Une hésitation se peignit sur les traits de l’Allemande.

— Vos secrets sont à vous ; moi, je suis la fille de votre ennemi !

Édith l’interrompit :

— Sœurs de douleur, soyons sœurs dans la joie. Lisez, je vous en prie.

Et Margarèthe ne résista plus ; elle déploya le Hamburger Tagblatt ; à la troisième page, sous la rubrique : « Informations locales », un entrefilet apparaissait, cerné d’un trait de crayon bleu. La jeune femme lut :

« Toujours les hommes volants. — Après Berlin, Hambourg est honoré de leur visite.

« On se souvient de l’incident étrange qui, il y a cinq jours écoulés, mit en émoi la cour tout entière. Un homme, volant entre ciel et terre, fut aperçu par un factionnaire. Le soldat fit feu, et toucha le mystérieux visiteur, car une traînée sanglante macula la muraille.

« Cependant, l’inconnu disparut dans les airs. Or, hier dans la soirée, un jeune étranger, dont l’identité n’a pu être établie, se prit de querelle avec l’équipage d’un vapeur, actuellement amarré dans le bassin Binnen. Se sentant le plus faible, ou peut-être, obéissant aux injonctions d’une conscience peu nette, il s’enfuit poursuivi par ses adversaires.

« Acculé à l’extrémité du môle Kerwieter, il allait être appréhendé, quand, au milieu d’un vacarme assourdissant, précédé par une rafale qui abattit tous les assistants sur le sol, une trombe, un bolide, quelque chose d’incompréhensible et d’inexplicable passa.
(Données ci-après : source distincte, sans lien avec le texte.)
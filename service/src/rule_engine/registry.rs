//! Rule registry
//!
//! Append-only storage of validation rules keyed by identifier, with
//! secondary indexes by category and target field. The registry is filled
//! at startup and then shared read-only (`Arc<RuleRegistry>`), so lookups
//! take no locks.

use indexmap::IndexMap;
use std::collections::HashMap;
use std::sync::Arc;
use tracing::debug;
use validation_core::error::{Result, SolarValidationError};
use validation_core::types::RuleSpec;
use validation_core::validation::RuleCategory;

use super::ValidationRule;

/// Index key for whole-record rules
const WHOLE_RECORD: &str = "*";

/// Registry of validation rules
#[derive(Debug, Default)]
pub struct RuleRegistry {
    /// Rules by identifier, in registration order
    rules: IndexMap<String, Arc<ValidationRule>>,
    /// Rule identifiers by category
    by_category: HashMap<RuleCategory, Vec<String>>,
    /// Rule identifiers by target field
    by_field: HashMap<String, Vec<String>>,
}

impl RuleRegistry {
    /// Create an empty registry
    #[must_use]
    pub fn new() -> Self {
        Self::default()
    }

    /// Build a registry from rule specifications
    ///
    /// # Errors
    ///
    /// Returns an error if a specification is invalid or an id repeats
    pub fn from_specs(specs: impl IntoIterator<Item = RuleSpec>) -> Result<Self> {
        let mut registry = Self::new();
        for spec in specs {
            registry.register(ValidationRule::from_spec(spec)?)?;
        }
        Ok(registry)
    }

    /// Register a rule
    ///
    /// # Errors
    ///
    /// Returns `SolarValidationError::DuplicateRule` if the id is taken
    pub fn register(&mut self, rule: ValidationRule) -> Result<()> {
        if self.rules.contains_key(&rule.id) {
            return Err(SolarValidationError::DuplicateRule(rule.id));
        }

        let id = rule.id.clone();
        self.by_category
            .entry(rule.category)
            .or_default()
            .push(id.clone());
        self.by_field
            .entry(rule.target_field().unwrap_or(WHOLE_RECORD).to_string())
            .or_default()
            .push(id.clone());

        debug!(rule_id = %id, category = %rule.category, "Registered validation rule");
        self.rules.insert(id, Arc::new(rule));
        Ok(())
    }

    /// Register several rules, stopping at the first error
    ///
    /// # Errors
    ///
    /// Returns `SolarValidationError::DuplicateRule` if any id is taken
    pub fn register_all(&mut self, rules: impl IntoIterator<Item = ValidationRule>) -> Result<()> {
        for rule in rules {
            self.register(rule)?;
        }
        Ok(())
    }

    /// Look up a rule by id
    #[must_use]
    pub fn get(&self, id: &str) -> Option<Arc<ValidationRule>> {
        self.rules.get(id).cloned()
    }

    /// All rules in registration order
    #[must_use]
    pub fn all(&self) -> Vec<Arc<ValidationRule>> {
        self.rules.values().cloned().collect()
    }

    /// Rules of one category
    #[must_use]
    pub fn by_category(&self, category: RuleCategory) -> Vec<Arc<ValidationRule>> {
        self.collect(self.by_category.get(&category))
    }

    /// Rules targeting a field path; `"*"` returns whole-record rules
    #[must_use]
    pub fn for_field(&self, field_path: &str) -> Vec<Arc<ValidationRule>> {
        let key = if field_path.is_empty() {
            WHOLE_RECORD
        } else {
            field_path
        };
        self.collect(self.by_field.get(key))
    }

    /// Registered identifiers
    pub fn ids(&self) -> impl Iterator<Item = &str> {
        self.rules.keys().map(String::as_str)
    }

    /// Number of registered rules
    #[must_use]
    pub fn len(&self) -> usize {
        self.rules.len()
    }

    /// Whether no rule is registered
    #[must_use]
    pub fn is_empty(&self) -> bool {
        self.rules.is_empty()
    }

    /// Remove every rule
    pub fn clear(&mut self) {
        self.rules.clear();
        self.by_category.clear();
        self.by_field.clear();
    }

    fn collect(&self, ids: Option<&Vec<String>>) -> Vec<Arc<ValidationRule>> {
        ids.map(|ids| ids.iter().filter_map(|id| self.get(id)).collect())
            .unwrap_or_default()
    }
}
« Le jeune étranger fut enlevé, disparut dans les airs.

« D’aucuns n’hésitèrent pas à attribuer l’événement à un sortilège ; pendant longtemps encore, les populations de la Sainte Allemagne sacrifieront aux superstitions ataviques d’une race grandie dans l’amour des légendes.

« Pour nous, l’aventure est due à une volonté humaine, aidée du plus formidable engin qu’ait jamais créé la pensée d’un mortel, et pour tout dire, nous n’hésitons pas à affirmer que les poursuivants du fuyard inconnu ont assisté à une nouvelle manifestation du personnage énigmatique, que toute la Germanie connaît sous le nom bizarre de « Miss Veuve ».

L’article finissait là, Margarèthe regarda Édith, elle murmura :

— Cinq jours après celui où… (elle hésita, n’eut pas le courage de dire : mon père, et reprit)… l’on prétend qu’il fut tué.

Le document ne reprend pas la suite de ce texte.